▶ _Exercise_
Below are records to be reproduced exactly and in full.

▶ _Working data_
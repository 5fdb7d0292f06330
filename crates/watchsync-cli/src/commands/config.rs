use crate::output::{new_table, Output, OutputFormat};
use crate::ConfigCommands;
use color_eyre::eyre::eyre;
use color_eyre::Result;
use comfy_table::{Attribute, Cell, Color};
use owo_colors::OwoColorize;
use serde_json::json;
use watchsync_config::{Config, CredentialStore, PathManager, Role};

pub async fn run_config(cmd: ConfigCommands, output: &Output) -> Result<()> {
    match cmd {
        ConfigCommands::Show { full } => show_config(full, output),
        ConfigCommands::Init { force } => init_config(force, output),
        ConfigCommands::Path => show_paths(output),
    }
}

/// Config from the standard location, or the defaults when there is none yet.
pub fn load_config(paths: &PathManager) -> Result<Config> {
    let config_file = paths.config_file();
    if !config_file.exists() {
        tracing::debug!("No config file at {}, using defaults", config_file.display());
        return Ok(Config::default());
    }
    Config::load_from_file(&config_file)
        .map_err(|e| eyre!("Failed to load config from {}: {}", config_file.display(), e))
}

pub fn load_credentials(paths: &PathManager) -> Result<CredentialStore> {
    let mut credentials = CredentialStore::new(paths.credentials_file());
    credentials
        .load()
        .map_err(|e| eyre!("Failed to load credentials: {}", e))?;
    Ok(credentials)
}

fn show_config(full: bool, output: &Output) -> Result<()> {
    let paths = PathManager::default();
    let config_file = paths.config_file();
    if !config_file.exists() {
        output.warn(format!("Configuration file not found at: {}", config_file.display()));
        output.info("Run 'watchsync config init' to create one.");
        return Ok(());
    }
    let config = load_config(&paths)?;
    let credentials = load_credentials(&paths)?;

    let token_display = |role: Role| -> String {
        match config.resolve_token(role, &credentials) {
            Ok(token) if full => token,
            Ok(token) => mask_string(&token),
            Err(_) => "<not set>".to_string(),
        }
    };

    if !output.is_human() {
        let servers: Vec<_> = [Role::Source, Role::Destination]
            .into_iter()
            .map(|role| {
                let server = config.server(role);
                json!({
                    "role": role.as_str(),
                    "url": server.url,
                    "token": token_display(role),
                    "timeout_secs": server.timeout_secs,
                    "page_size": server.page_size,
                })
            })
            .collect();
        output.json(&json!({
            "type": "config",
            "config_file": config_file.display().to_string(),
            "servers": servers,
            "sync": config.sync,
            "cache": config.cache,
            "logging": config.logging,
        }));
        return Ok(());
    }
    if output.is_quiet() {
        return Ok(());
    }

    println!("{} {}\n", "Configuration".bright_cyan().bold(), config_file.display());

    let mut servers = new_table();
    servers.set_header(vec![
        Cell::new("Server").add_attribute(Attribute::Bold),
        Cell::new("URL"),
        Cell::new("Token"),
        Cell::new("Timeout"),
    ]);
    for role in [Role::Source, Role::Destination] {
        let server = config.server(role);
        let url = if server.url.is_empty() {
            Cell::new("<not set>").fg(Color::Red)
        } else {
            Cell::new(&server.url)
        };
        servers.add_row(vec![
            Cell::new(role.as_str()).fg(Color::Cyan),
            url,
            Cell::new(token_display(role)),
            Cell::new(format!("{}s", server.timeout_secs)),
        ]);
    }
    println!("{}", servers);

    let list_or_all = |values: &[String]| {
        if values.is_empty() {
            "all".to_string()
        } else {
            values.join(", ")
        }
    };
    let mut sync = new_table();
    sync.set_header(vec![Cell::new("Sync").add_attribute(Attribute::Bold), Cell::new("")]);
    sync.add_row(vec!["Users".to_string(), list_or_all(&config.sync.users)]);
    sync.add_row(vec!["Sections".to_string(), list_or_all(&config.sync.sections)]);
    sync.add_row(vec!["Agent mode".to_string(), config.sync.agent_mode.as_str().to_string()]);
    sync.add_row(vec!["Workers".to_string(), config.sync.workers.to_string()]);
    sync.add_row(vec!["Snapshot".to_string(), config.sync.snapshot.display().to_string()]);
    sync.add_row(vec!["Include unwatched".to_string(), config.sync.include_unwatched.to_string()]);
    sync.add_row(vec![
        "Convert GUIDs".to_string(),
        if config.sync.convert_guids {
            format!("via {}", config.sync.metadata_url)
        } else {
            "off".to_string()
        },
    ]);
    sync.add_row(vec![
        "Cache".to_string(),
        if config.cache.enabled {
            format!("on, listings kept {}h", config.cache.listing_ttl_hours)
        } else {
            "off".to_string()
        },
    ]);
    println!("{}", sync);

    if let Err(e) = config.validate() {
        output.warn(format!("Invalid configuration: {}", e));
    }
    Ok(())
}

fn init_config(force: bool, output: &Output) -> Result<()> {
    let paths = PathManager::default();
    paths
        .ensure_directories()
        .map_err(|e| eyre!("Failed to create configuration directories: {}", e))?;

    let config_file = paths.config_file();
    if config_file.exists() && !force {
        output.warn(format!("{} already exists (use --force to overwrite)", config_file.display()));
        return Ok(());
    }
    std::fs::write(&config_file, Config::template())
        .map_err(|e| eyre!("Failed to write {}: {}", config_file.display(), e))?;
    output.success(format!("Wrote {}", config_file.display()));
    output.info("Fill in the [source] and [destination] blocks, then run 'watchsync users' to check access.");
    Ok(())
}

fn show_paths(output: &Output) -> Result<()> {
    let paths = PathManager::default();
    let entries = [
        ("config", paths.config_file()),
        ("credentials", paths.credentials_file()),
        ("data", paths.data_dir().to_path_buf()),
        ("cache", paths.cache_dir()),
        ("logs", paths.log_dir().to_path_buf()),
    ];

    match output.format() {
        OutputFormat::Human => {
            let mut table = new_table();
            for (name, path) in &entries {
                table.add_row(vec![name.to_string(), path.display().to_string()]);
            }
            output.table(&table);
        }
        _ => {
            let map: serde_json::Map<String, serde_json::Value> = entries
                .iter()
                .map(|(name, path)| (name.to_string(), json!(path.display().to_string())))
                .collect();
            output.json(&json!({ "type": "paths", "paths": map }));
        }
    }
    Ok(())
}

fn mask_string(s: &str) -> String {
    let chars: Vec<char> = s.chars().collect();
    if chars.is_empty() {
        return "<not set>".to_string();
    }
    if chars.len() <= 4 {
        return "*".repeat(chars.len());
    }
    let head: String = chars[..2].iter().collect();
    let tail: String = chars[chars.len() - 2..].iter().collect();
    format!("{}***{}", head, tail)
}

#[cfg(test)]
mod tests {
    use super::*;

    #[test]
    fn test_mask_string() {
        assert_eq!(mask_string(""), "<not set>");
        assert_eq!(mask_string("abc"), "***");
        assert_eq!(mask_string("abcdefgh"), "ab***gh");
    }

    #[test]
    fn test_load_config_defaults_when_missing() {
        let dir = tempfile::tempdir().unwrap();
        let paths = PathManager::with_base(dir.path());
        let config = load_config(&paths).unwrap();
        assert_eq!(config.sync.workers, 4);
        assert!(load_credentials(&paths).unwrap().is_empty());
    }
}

▶ _Answer space_
repository 5fdb7d0292f06330
filename crates/watchsync-cli/src/commands/config.rs
use crate::output::{new_table, Output, OutputFormat};
use crate::ConfigCommands;
use color_eyre::eyre::eyre;
use color_eyre::Result;
use comfy_table::{Attribute, Cell, Color};
use owo_colors::OwoColorize;
use serde_json::json;
use watchsync_config::{Config, CredentialStore, PathManager, Role};

pub async fn run_config(cmd: ConfigCommands, output: &Output) -> Result<()> {
    match cmd {
        ConfigCommands::Show { full } => show_config(full, output),
        ConfigCommands::Init { force } => init_config(force, output),
        ConfigCommands::Path => show_paths(output),
    }
}

/// Config from the standard location, or the defaults when there is none yet.
pub fn load_config(paths: &PathManager) -> Result<Config> {
    let config_file = paths.config_file();
    if !config_file.exists() {
        tracing::debug!("No config file at {}, using defaults", config_file.display());
        return Ok(Config::default());
    }
    Config::load_from_file(&config_file)
        .map_err(|e| eyre!("Failed to load config from {}: {}", config_file.display(), e))
}

pub fn load_credentials(paths: &PathManager) -> Result<CredentialStore> {
    let mut credentials = CredentialStore::new(paths.credentials_file());
    credentials
        .load()
        .map_err(|e| eyre!("Failed to load credentials: {}", e))?;
    Ok(credentials)
}

fn show_config(full: bool, output: &Output) -> Result<()> {
    let paths = PathManager::default();
    let config_file = paths.config_file();
    if !config_file.exists() {
        output.warn(format!("Configuration file not found at: {}", config_file.display()));
        output.info("Run 'watchsync config init' to create one.");
        return Ok(());
    }
    let config = load_config(&paths)?;
    let credentials = load_credentials(&paths)?;

    let token_display = |role: Role| -> String {
        match config.resolve_token(role, &credentials) {
            Ok(token) if full => token,
            Ok(token) => mask_string(&token),
            Err(_) => "<not set>".to_string(),
        }
    };

    if !output.is_human() {
        let servers: Vec<_> = [Role::Source, Role::Destination]
            .into_iter()
            .map(|role| {
                let server = config.server(role);
                json!({
                    "role": role.as_str(),
                    "url": server.url,
                    "token": token_display(role),
                    "timeout_secs": server.timeout_secs,
                    "page_size": server.page_size,
                })
            })
            .collect();
        output.json(&json!({
            "type": "config",
            "config_file": config_file.display().to_string(),
            "servers": servers,
            "sync": config.sync,
            "cache": config.cache,
            "logging": config.logging,
        }));
        return Ok(());
    }
    if output.is_quiet() {
        return Ok(());
    }

    println!("{} {}\n", "Configuration".bright_cyan().bold(), config_file.display());

    let mut servers = new_table();
    servers.set_header(vec![
        Cell::new("Server").add_attribute(Attribute::Bold),
        Cell::new("URL"),
        Cell::new("Token"),
        Cell::new("Timeout"),
    ]);
    for role in [Role::Source, Role::Destination] {
        let server = config.server(role);
        let url = if server.url.is_empty() {
            Cell::new("<not set>").fg(Color::Red)
        } else {
            Cell::new(&server.url)
        };
        servers.add_row(vec![
            Cell::new(role.as_str()).fg(Color::Cyan),
            url,
            Cell::new(token_display(role)),
            Cell::new(format!("{}s", server.timeout_secs)),
        ]);
    }
    println!("{}", servers);

    let list_or_all = |values: &[String]| {
        if values.is_empty() {
            "all".to_string()
        } else {
            values.join(", ")
        }
    };
    let mut sync = new_table();
    sync.set_header(vec![Cell::new("Sync").add_attribute(Attribute::Bold), Cell::new("")]);
    sync.add_row(vec!["Users".to_string(), list_or_all(&config.sync.users)]);
    sync.add_row(vec!["Sections".to_string(), list_or_all(&config.sync.sections)]);
    sync.add_row(vec!["Agent mode".to_string(), config.sync.agent_mode.as_str().to_string()]);
    sync.add_row(vec!["Workers".to_string(), config.sync.workers.to_string()]);
    sync.add_row(vec!["Snapshot".to_string(), config.sync.snapshot.display().to_string()]);
    sync.add_row(vec!["Include unwatched".to_string(), config.sync.include_unwatched.to_string()]);
    sync.add_row(vec![
        "Convert GUIDs".to_string(),
        if config.sync.convert_guids {
            format!("via {}", config.sync.metadata_url)
        } else {
            "off".to_string()
        },
    ]);
    sync.add_row(vec![
        "Cache".to_string(),
        if config.cache.enabled {
            format!("on, listings kept {}h", config.cache.listing_ttl_hours)
        } else {
            "off".to_string()
        },
    ]);
    println!("{}", sync);

    if let Err(e) = config.validate() {
        output.warn(format!("Invalid configuration: {}", e));
    }
    Ok(())
}

fn init_config(force: bool, output: &Output) -> Result<()> {
    let paths = PathManager::default();
    paths
        .ensure_directories()
        .map_err(|e| eyre!("Failed to create configuration directories: {}", e))?;

    let config_file = paths.config_file();
    if config_file.exists() && !force {
        output.warn(format!("{} already exists (use --force to overwrite)", config_file.display()));
        return Ok(());
    }
    std::fs::write(&config_file, Config::template())
        .map_err(|e| eyre!("Failed to write {}: {}", config_file.display(), e))?;
    output.success(format!("Wrote {}", config_file.display()));
    output.info("Fill in the [source] and [destination] blocks, then run 'watchsync users' to check access.");
    Ok(())
}

fn show_paths(output: &Output) -> Result<()> {
    let paths = PathManager::default();
    let entries = [
        ("config", paths.config_file()),
        ("credentials", paths.credentials_file()),
        ("data", paths.data_dir().to_path_buf()),
        ("cache", paths.cache_dir()),
        ("logs", paths.log_dir().to_path_buf()),
    ];

    match output.format() {
        OutputFormat::Human => {
            let mut table = new_table();
            for (name, path) in &entries {
                table.add_row(vec![name.to_string(), path.display().to_string()]);
            }
            output.table(&table);
        }
        _ => {
            let map: serde_json::Map<String, serde_json::Value> = entries
                .iter()
                .map(|(name, path)| (name.to_string(), json!(path.display().to_string())))
                .collect();
            output.json(&json!({ "type": "paths", "paths": map }));
        }
    }
    Ok(())
}

fn mask_string(s: &str) -> String {
    let chars: Vec<char> = s.chars().collect();
    if chars.is_empty() {
        return "<not set>".to_string();
    }
    if chars.len() <= 4 {
        return "*".repeat(chars.len());
    }
    let head: String = chars[..2].iter().collect();
    let tail: String = chars[chars.len() - 2..].iter().collect();
    format!("{}***{}", head, tail)
}

#[cfg(test)]
mod tests {
    use super::*;

    #[test]
    fn test_mask_string() {
        assert_eq!(mask_string(""), "<not set>");
        assert_eq!(mask_string("abc"), "***");
        assert_eq!(mask_string("abcdefgh"), "ab***gh");
    }

    #[test]
    fn test_load_config_defaults_when_missing() {
        let dir = tempfile::tempdir().unwrap();
        let paths = PathManager::with_base(dir.path());
        let config = load_config(&paths).unwrap();
        assert_eq!(config.sync.workers, 4);
        assert!(load_credentials(&paths).unwrap().is_empty());
    }
}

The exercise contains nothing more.